- Records for the task -
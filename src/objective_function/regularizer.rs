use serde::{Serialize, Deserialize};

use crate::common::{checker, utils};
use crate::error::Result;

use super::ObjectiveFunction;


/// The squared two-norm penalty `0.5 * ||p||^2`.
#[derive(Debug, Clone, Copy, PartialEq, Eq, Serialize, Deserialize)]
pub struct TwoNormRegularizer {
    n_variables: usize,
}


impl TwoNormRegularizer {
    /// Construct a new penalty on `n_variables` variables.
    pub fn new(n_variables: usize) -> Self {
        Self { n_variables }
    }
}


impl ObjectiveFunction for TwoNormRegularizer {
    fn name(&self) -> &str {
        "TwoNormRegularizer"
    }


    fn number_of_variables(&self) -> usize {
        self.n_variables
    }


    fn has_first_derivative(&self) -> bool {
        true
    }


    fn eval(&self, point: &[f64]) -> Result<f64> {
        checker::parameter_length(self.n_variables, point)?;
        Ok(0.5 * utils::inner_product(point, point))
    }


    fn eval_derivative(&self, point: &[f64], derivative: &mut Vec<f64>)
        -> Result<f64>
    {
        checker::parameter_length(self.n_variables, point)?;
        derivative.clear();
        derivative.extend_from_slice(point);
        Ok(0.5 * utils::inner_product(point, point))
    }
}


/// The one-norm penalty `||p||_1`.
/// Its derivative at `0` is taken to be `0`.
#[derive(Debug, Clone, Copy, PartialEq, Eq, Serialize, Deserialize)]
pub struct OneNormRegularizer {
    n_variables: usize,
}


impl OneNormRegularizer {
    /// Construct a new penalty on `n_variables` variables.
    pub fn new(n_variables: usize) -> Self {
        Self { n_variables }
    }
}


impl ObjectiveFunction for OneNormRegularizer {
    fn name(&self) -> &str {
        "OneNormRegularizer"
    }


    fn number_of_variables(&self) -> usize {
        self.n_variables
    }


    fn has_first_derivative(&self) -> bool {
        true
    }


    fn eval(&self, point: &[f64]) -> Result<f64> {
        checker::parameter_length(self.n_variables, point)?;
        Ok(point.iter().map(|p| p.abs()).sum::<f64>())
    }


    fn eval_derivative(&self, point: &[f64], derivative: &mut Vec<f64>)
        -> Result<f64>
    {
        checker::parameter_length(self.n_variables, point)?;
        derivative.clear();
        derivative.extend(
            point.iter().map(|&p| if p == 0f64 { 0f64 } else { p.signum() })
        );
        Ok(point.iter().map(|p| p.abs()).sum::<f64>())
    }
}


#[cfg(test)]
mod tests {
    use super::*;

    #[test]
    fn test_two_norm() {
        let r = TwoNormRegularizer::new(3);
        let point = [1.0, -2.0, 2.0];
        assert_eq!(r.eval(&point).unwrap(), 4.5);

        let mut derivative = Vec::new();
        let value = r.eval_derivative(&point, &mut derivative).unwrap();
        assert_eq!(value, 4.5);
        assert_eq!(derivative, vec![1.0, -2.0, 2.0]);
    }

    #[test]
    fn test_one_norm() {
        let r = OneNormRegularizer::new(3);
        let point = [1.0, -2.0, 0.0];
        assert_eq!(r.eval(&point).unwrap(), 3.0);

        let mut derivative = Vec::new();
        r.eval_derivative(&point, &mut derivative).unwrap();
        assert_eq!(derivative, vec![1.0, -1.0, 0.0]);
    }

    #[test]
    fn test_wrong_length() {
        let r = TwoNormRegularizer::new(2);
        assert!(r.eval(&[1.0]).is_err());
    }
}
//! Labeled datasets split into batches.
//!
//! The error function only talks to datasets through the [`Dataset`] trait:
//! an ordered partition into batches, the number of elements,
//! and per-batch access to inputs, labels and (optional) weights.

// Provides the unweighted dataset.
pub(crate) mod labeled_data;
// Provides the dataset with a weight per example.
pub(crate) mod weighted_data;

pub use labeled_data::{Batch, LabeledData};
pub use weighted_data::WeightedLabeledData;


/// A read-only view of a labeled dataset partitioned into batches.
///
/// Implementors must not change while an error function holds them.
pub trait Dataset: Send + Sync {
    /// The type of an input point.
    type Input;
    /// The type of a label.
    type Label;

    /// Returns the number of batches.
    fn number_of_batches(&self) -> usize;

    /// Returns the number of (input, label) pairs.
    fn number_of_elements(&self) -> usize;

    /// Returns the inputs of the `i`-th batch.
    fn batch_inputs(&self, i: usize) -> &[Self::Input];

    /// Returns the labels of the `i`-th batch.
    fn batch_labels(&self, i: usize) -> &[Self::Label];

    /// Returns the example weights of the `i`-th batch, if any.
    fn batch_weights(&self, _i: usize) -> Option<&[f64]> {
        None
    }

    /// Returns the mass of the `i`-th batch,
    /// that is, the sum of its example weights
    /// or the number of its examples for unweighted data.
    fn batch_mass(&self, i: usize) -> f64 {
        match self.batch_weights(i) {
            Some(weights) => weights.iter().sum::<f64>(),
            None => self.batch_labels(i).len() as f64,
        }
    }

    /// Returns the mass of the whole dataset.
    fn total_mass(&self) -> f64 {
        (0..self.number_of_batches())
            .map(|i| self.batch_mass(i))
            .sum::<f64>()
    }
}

- Exercise directions -
From the entries above, list each line with "unwrap" in it.

- Task result -
        assert_eq!(r.eval(&point).unwrap(), 4.5);
        let value = r.eval_derivative(&point, &mut derivative).unwrap();
        assert_eq!(r.eval(&point).unwrap(), 3.0);
        r.eval_derivative(&point, &mut derivative).unwrap();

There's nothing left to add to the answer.